Every day i feel a little more alone. Slowly but surely i feel like one less person cares, one less person wants to know, one less person realizes somethings wrong.


I don't know. I just don't. Don't know why it bothers me so, why it hurts so much, why i have to deal with this. I complain about this so much i think, but i really think it's serious. Each day that someone cares less and less, my self esteem drops just a bit. Slowly i've come to realize that each day i dislike something else about myself and mean it. I shouldn't keep making myself feel like crap, and i shouldn't always have this constant feeling of sadness and wanting to do nothing. I want so badly to tell someone, but who can i tell? Wes and Linda? They love me (i know) and they care, but they're far away. They can't do anymore than they already are. My counselor left, and i have no one. There's not a single person out there right now that i feel like cares (except wes and linda). At the moment i don't even think Abbie cares that much. Not Nicole, not Grace, not family or any other friends. No one. I just don't know how i long i can take this. It's driving me crazy. I ache for no reason that i find valid. I'm pathetic.


I just realized that i told Linda the other day that i slowly stopped saying bad things about me.

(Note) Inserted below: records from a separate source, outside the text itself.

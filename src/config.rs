//! Configuration for docvault
//!
//! CLI arguments with environment variable fallbacks using clap.

use clap::{Parser, ValueEnum};
use std::net::SocketAddr;
use std::path::PathBuf;

use crate::auth::jwt::MIN_SECRET_LEN;

/// Blob backend selection
#[derive(Debug, Clone, Copy, PartialEq, Eq, ValueEnum)]
pub enum StorageKind {
    /// Directory tree under `<data_dir>/blobs`
    Fs,
    /// Process memory; contents are lost on restart
    Memory,
}

/// docvault - document store with cache-aware HTTP delivery
#[derive(Parser, Debug, Clone)]
#[command(name = "docvault")]
#[command(about = "Document store with content-addressed blobs and ACL-aware delivery")]
pub struct Args {
    /// Address to listen on
    #[arg(long, env = "LISTEN", default_value = "0.0.0.0:8080")]
    pub listen: SocketAddr,

    /// Directory for the SQLite database and filesystem blobs
    #[arg(long, env = "DATA_DIR", default_value = "./data")]
    pub data_dir: PathBuf,

    /// Blob backend
    #[arg(long, env = "STORAGE", value_enum, default_value = "fs")]
    pub storage: StorageKind,

    /// JWT signing secret (required in production)
    #[arg(long, env = "JWT_SECRET")]
    pub jwt_secret: Option<String>,

    /// Token lifetime in seconds
    #[arg(long, env = "TOKEN_TTL_SECS", default_value = "86400")]
    pub token_ttl_secs: u64,

    /// Issuer claim written into and required from tokens
    #[arg(long, env = "JWT_ISSUER", default_value = "docvault")]
    pub issuer: String,

    /// Token that authorizes `POST /api/register`; registration is closed without it
    #[arg(long, env = "ADMIN_TOKEN")]
    pub admin_token: Option<String>,

    /// TTL for cached document metadata and JSON bodies
    #[arg(long, env = "DOC_TTL_SECS", default_value = "300")]
    pub doc_ttl_secs: u64,

    /// TTL for cached list pages
    #[arg(long, env = "LIST_TTL_SECS", default_value = "60")]
    pub list_ttl_secs: u64,

    /// Maximum number of cache entries
    #[arg(long, env = "CACHE_MAX_ENTRIES", default_value = "10000")]
    pub cache_max_entries: usize,

    /// Maximum multipart upload size in bytes
    #[arg(long, env = "MAX_UPLOAD_BYTES", default_value = "1073741824")]
    pub max_upload_bytes: u64,

    /// Enable development mode (fixed JWT secret allowed)
    #[arg(long, env = "DEV_MODE", default_value = "false")]
    pub dev_mode: bool,

    /// Log level
    #[arg(long, env = "LOG_LEVEL", default_value = "info")]
    pub log_level: String,

    /// Emit logs as JSON lines
    #[arg(long, env = "LOG_JSON", default_value = "false")]
    pub log_json: bool,
}

impl Args {
    /// Validate configuration
    pub fn validate(&self) -> Result<(), String> {
        if !self.dev_mode {
            match self.jwt_secret.as_deref() {
                None | Some("") => {
                    return Err("JWT_SECRET is required in production mode".to_string());
                }
                Some(secret) if secret.len() < MIN_SECRET_LEN => {
                    return Err(format!(
                        "JWT_SECRET must be at least {} characters",
                        MIN_SECRET_LEN
                    ));
                }
                _ => {}
            }
        }

        if self.token_ttl_secs == 0 {
            return Err("TOKEN_TTL_SECS must be greater than 0".to_string());
        }

        if self.max_upload_bytes == 0 {
            return Err("MAX_UPLOAD_BYTES must be greater than 0".to_string());
        }

        if self.cache_max_entries == 0 {
            return Err("CACHE_MAX_ENTRIES must be greater than 0".to_string());
        }

        Ok(())
    }

    pub fn blob_dir(&self) -> PathBuf {
        self.data_dir.join("blobs")
    }
}

#[cfg(test)]
mod tests {
    use super::*;

    fn parse(extra: &[&str]) -> Args {
        let mut argv = vec!["docvault"];
        argv.extend_from_slice(extra);
        Args::try_parse_from(argv).unwrap()
    }

    #[test]
    fn test_defaults() {
        let args = parse(&["--dev-mode"]);
        assert_eq!(args.listen, "0.0.0.0:8080".parse().unwrap());
        assert_eq!(args.storage, StorageKind::Fs);
        assert_eq!(args.max_upload_bytes, 1024 * 1024 * 1024);
        assert_eq!(args.blob_dir(), PathBuf::from("./data/blobs"));
        assert!(args.validate().is_ok());
    }

    #[test]
    fn test_production_requires_strong_secret() {
        let mut args = parse(&["--storage", "memory"]);
        args.dev_mode = false;
        args.jwt_secret = None;
        assert!(args.validate().is_err());

        args.jwt_secret = Some("short".into());
        assert!(args.validate().is_err());

        args.jwt_secret = Some("x".repeat(MIN_SECRET_LEN));
        assert!(args.validate().is_ok());
    }

    #[test]
    fn test_zero_limits_rejected() {
        let mut args = parse(&["--dev-mode"]);
        args.max_upload_bytes = 0;
        assert!(args.validate().is_err());
    }
}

I was wrong. Sort of. While i'm not as much as saying bad things about myself to myself (you look ugly today), i think it. I look in the mirror and see the fat. I look at pictures and count the rolls. I think of every calorie i'm consuming with every bite. I notice my pants getting tighter and it all rubs in the fact that i'm getting even fatter and fatter each day. That i'm getting uglier and uglier each moment.


It is slowly taking over my life. Slowly killing me bit by bit, slowly confusing the crap out of me. I can't wait to get out here and go to college. Hopefully things will change and get better then.